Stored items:
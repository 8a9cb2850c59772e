//! # Hashing (`KECCAK256`)

use crate::{
    errors::{OpcodeResult, VMError},
    gas_cost,
    memory::calculate_memory_size,
    opcode_handlers::OpcodeHandler,
    utils::size_offset_to_usize,
    vm::VM,
};
use ethereum_types::U256;
use hearth_common::crypto::keccak;

/// Implementation for the `KECCAK256` opcode.
pub struct OpKeccakHandler;
impl OpcodeHandler for OpKeccakHandler {
    fn eval(vm: &mut VM<'_>) -> Result<OpcodeResult, VMError> {
        let frame = vm.current_call_frame_mut()?;
        let [offset, size] = frame.stack.pop()?;
        let (size, offset) = size_offset_to_usize(size, offset)?;

        frame.increase_consumed_gas(gas_cost::keccak256(
            calculate_memory_size(offset, size)?,
            frame.memory.len(),
            size,
        )?)?;

        let data = frame.memory.load_range(offset, size)?;
        let hash = keccak(&data);
        frame.stack.push(U256::from_big_endian(hash.as_bytes()))?;

        Ok(OpcodeResult::Continue { pc_increment: 1 })
    }
}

--- EXERCISE ---
Among the lines above, return those that contain the string "OpcodeResult".

--- FINISHED EXERCISE ---
    errors::{OpcodeResult, VMError},
    fn eval(vm: &mut VM<'_>) -> Result<OpcodeResult, VMError> {
        Ok(OpcodeResult::Continue { pc_increment: 1 })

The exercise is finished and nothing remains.